Excerpted data →

//! Incremental process model synthesis from classified relations.
//!
//! # Algorithm
//!
//! 1. Start with a `start` place holding one token.
//! 2. For each relation, in order:
//!    - sequence: a fresh source transition fed by the source's last place,
//!      a fresh place, a fresh target transition and a fresh place that
//!      becomes the target's last place
//!    - parallel / choice: from the source's last place, one fresh transition
//!      and place per target; later relations of the same kind and source are
//!      folded into the same fan-out and are not replayed on their own, so each
//!      folded target gets exactly one transition labelled with the target
//! 3. Connect the last place of every end activity to one shared `End`
//!    transition feeding an `end` place, which holds the final token.
//!
//! Activities with no recorded last place continue from `start`. Transitions
//! are never reused, so an activity can appear as several transitions.
//! Parallel and choice produce the same structure.

use std::collections::{BTreeMap, HashSet};

use serde::{Deserialize, Serialize};

use crate::net::{Arc, Marking, PetriNet, PlaceId, TransitionId};
use crate::relation::{RelationEdge, RelationKind};
use crate::types::ActivityKey;

/// Label of the shared terminal transition.
pub const END_LABEL: &str = "End";

/// A synthesized net together with its markings.
#[derive(Debug, Clone, PartialEq, Eq, Serialize, Deserialize)]
pub struct ProcessModel {
    pub net: PetriNet,
    pub initial_marking: Marking,
    pub final_marking: Marking,
    pub start: PlaceId,
    pub end: PlaceId,
    pub end_transition: TransitionId,
}

/// Mutable synthesis state; consumed by [`NetBuilder::finish`].
struct NetBuilder {
    net: PetriNet,
    start: PlaceId,
    last_place: BTreeMap<ActivityKey, PlaceId>,
    places_created: usize,
}

impl NetBuilder {
    fn new() -> Self {
        let mut net = PetriNet::new();
        let start = net.add_place("start");
        Self {
            net,
            start,
            last_place: BTreeMap::new(),
            places_created: 0,
        }
    }

    fn fresh_place(&mut self) -> PlaceId {
        self.places_created += 1;
        self.net.add_place(format!("p{}", self.places_created))
    }

    fn place_of(&self, activity: &ActivityKey) -> PlaceId {
        self.last_place.get(activity).copied().unwrap_or(self.start)
    }

    fn sequence(&mut self, source: &ActivityKey, target: &ActivityKey) {
        let source_place = self.place_of(source);
        let source_transition = self.net.add_transition(source.as_str());
        self.net.add_input_arc(source_place, source_transition);

        let between = self.fresh_place();
        self.net.add_output_arc(source_transition, between);

        let target_transition = self.net.add_transition(target.as_str());
        self.net.add_input_arc(between, target_transition);

        let after = self.fresh_place();
        self.net.add_output_arc(target_transition, after);
        self.last_place.insert(target.clone(), after);
    }

    fn fan_out(&mut self, source: &ActivityKey, targets: &[&ActivityKey]) {
        let divergence = self.place_of(source);
        for target in targets {
            let transition = self.net.add_transition(target.as_str());
            self.net.add_input_arc(divergence, transition);

            let after = self.fresh_place();
            self.net.add_output_arc(transition, after);
            self.last_place.insert((*target).clone(), after);
        }
    }

    fn finish(mut self, edges: &[RelationEdge]) -> ProcessModel {
        let end_transition = self.net.add_transition(END_LABEL);

        // Every source except the last relation's counts as continuing.
        let continuing: HashSet<&ActivityKey> = edges[..edges.len().saturating_sub(1)]
            .iter()
            .map(|e| &e.source)
            .collect();
        let terminal_places: Vec<PlaceId> = self
            .last_place
            .iter()
            .filter(|(activity, _)| !continuing.contains(activity))
            .map(|(_, place)| *place)
            .collect();
        for place in terminal_places {
            self.connect_to_end(place, end_transition);
        }

        for activity in end_activities(edges) {
            if let Some(place) = self.last_place.get(activity).copied() {
                self.connect_to_end(place, end_transition);
            }
        }

        let end = self.net.add_place("end");
        self.net.add_output_arc(end_transition, end);

        let mut initial_marking = Marking::new();
        initial_marking.set(self.start, 1);
        let mut final_marking = Marking::new();
        final_marking.set(end, 1);

        ProcessModel {
            net: self.net,
            initial_marking,
            final_marking,
            start: self.start,
            end,
            end_transition,
        }
    }

    fn connect_to_end(&mut self, place: PlaceId, end_transition: TransitionId) {
        let arc = Arc::PlaceToTransition {
            place,
            transition: end_transition,
        };
        if !self.net.has_arc(&arc) {
            self.net.add_input_arc(place, end_transition);
        }
    }
}

/// Sources that never appear as a target, in first-seen order.
pub fn end_activities(edges: &[RelationEdge]) -> Vec<&ActivityKey> {
    let targets: HashSet<&ActivityKey> = edges.iter().map(|e| &e.target).collect();
    let mut seen = HashSet::new();
    edges
        .iter()
        .map(|e| &e.source)
        .filter(|source| !targets.contains(source) && seen.insert(*source))
        .collect()
}

/// Builds a process model from relations in the order given.
pub fn synthesize(edges: &[RelationEdge]) -> ProcessModel {
    let mut builder = NetBuilder::new();
    let mut folded = vec![false; edges.len()];

    for (i, edge) in edges.iter().enumerate() {
        if folded[i] {
            continue;
        }
        match edge.kind {
            RelationKind::Sequence => builder.sequence(&edge.source, &edge.target),
            RelationKind::Parallel | RelationKind::Choice => {
                let mut targets = vec![&edge.target];
                for (j, later) in edges.iter().enumerate().skip(i + 1) {
                    if !folded[j] && later.kind == edge.kind && later.source == edge.source {
                        targets.push(&later.target);
                        folded[j] = true;
                    }
                }
                builder.fan_out(&edge.source, &targets);
            }
        }
    }

    let model = builder.finish(edges);
    tracing::debug!(
        places = model.net.place_count(),
        transitions = model.net.transition_count(),
        arcs = model.net.arcs().len(),
        "process model synthesized"
    );
    model
}

#[cfg(test)]
mod tests {
    use super::*;
    use crate::test_support::key;

    fn edge(source: &str, target: &str, kind: RelationKind) -> RelationEdge {
        RelationEdge::new(key(source), key(target), kind)
    }

    fn place_named(model: &ProcessModel, name: &str) -> PlaceId {
        model
            .net
            .places()
            .find(|(_, p)| p.name == name)
            .map(|(id, _)| id)
            .unwrap()
    }

    #[test]
    fn sequence_chain_structure() {
        let edges = vec![
            edge("A", "B", RelationKind::Sequence),
            edge("B", "C", RelationKind::Sequence),
            edge("C", "D", RelationKind::Sequence),
        ];
        let model = synthesize(&edges);
        let net = &model.net;

        // start, two places per relation, end
        assert_eq!(net.place_count(), 8);
        // two transitions per relation, plus End
        assert_eq!(net.transition_count(), 7);
        assert_eq!(net.transitions_labelled("B").len(), 2);
        assert_eq!(net.transitions_labelled("C").len(), 2);

        assert_eq!(model.initial_marking.total(), 1);
        assert_eq!(model.initial_marking.tokens(model.start), 1);
        assert_eq!(model.final_marking.total(), 1);
        assert_eq!(model.final_marking.tokens(model.end), 1);

        for (id, _) in net.places() {
            if id == model.start || id == model.end {
                continue;
            }
            assert!(net.place_in_degree(id) >= 1, "place {id:?} has no input");
            assert!(net.place_out_degree(id) >= 1, "place {id:?} has no output");
        }

        // C and D are not sources of the leading relations.
        assert_eq!(
            net.input_places(model.end_transition),
            vec![place_named(&model, "p4"), place_named(&model, "p6")]
        );
        assert_eq!(net.place_in_degree(model.end), 1);
    }

    #[test]
    fn sequence_continues_from_target_place() {
        let edges = vec![
            edge("A", "B", RelationKind::Sequence),
            edge("B", "C", RelationKind::Sequence),
        ];
        let model = synthesize(&edges);
        let net = &model.net;

        // The second B transition is fed by the place after the first B.
        let second_b = net.transitions_labelled("B")[1];
        assert_eq!(net.input_places(second_b), vec![place_named(&model, "p2")]);
    }

    #[test]
    fn parallel_fans_out_from_start() {
        let edges = vec![edge("A", "B", RelationKind::Parallel)];
        let model = synthesize(&edges);
        let net = &model.net;

        assert_eq!(net.place_count(), 3);
        assert_eq!(net.transition_count(), 2);
        assert!(net.transitions_labelled("A").is_empty());

        let b = net.transitions_labelled("B")[0];
        assert_eq!(net.input_places(b), vec![model.start]);
        assert_eq!(
            net.input_places(model.end_transition),
            vec![place_named(&model, "p1")]
        );
    }

    #[test]
    fn choice_matches_parallel_structure() {
        let parallel = synthesize(&[
            edge("A", "B", RelationKind::Sequence),
            edge("B", "C", RelationKind::Parallel),
        ]);
        let choice = synthesize(&[
            edge("A", "B", RelationKind::Sequence),
            edge("B", "C", RelationKind::Choice),
        ]);

        assert_eq!(parallel, choice);
    }

    #[test]
    fn same_source_branches_share_divergence_place() {
        let edges = vec![
            edge("A", "B", RelationKind::Choice),
            edge("A", "C", RelationKind::Choice),
        ];
        let model = synthesize(&edges);
        let net = &model.net;

        // The second relation is folded into the first fan-out.
        assert_eq!(net.transition_count(), 3);
        assert!(net.transitions_labelled("A").is_empty());
        assert_eq!(net.transitions_labelled("C").len(), 1);
        assert_eq!(net.place_count(), 4);
        let b = net.transitions_labelled("B")[0];
        let c = net.transitions_labelled("C")[0];
        assert_eq!(net.input_places(b), vec![model.start]);
        assert_eq!(net.input_places(c), vec![model.start]);
        assert_eq!(net.input_places(model.end_transition).len(), 2);
    }

    #[test]
    fn branch_after_sequence_starts_at_last_place() {
        let edges = vec![
            edge("A", "B", RelationKind::Sequence),
            edge("B", "C", RelationKind::Parallel),
        ];
        let model = synthesize(&edges);
        let net = &model.net;

        let c = net.transitions_labelled("C")[0];
        let p2 = place_named(&model, "p2");
        assert_eq!(net.input_places(c), vec![p2]);
        // p2 feeds both C and End.
        assert_eq!(net.place_out_degree(p2), 2);
    }

    #[test]
    fn no_relations_yields_bare_start_and_end() {
        let model = synthesize(&[]);

        assert_eq!(model.net.place_count(), 2);
        assert_eq!(model.net.transition_count(), 1);
        assert!(model.net.input_places(model.end_transition).is_empty());
        assert_eq!(model.initial_marking.total(), 1);
        assert_eq!(model.final_marking.total(), 1);
    }

    #[test]
    fn end_activities_are_sources_never_targeted() {
        let edges = vec![
            edge("A", "B", RelationKind::Sequence),
            edge("B", "C", RelationKind::Parallel),
            edge("D", "E", RelationKind::Choice),
        ];
        let ends: Vec<&str> = end_activities(&edges)
            .into_iter()
            .map(ActivityKey::as_str)
            .collect();
        assert_eq!(ends, vec!["A", "D"]);
    }

    #[test]
    fn net_is_bipartite() {
        let edges = vec![
            edge("A", "B", RelationKind::Sequence),
            edge("B", "C", RelationKind::Parallel),
            edge("C", "D", RelationKind::Choice),
        ];
        let model = synthesize(&edges);

        for arc in model.net.arcs() {
            assert!(model.net.place(arc.place()).is_some());
            assert!(model.net.transition(arc.transition()).is_some());
        }
    }
}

Exercise → Restate word for word the entries above, starting at the line with "2. For each" and ending at the line with "one fresh transition", inclusive, and no others.

Output of the task →
//! 2. For each relation, in order:
//!    - sequence: a fresh source transition fed by the source's last place,
//!      a fresh place, a fresh target transition and a fresh place that
//!      becomes the target's last place
//!    - parallel / choice: from the source's last place, one fresh transition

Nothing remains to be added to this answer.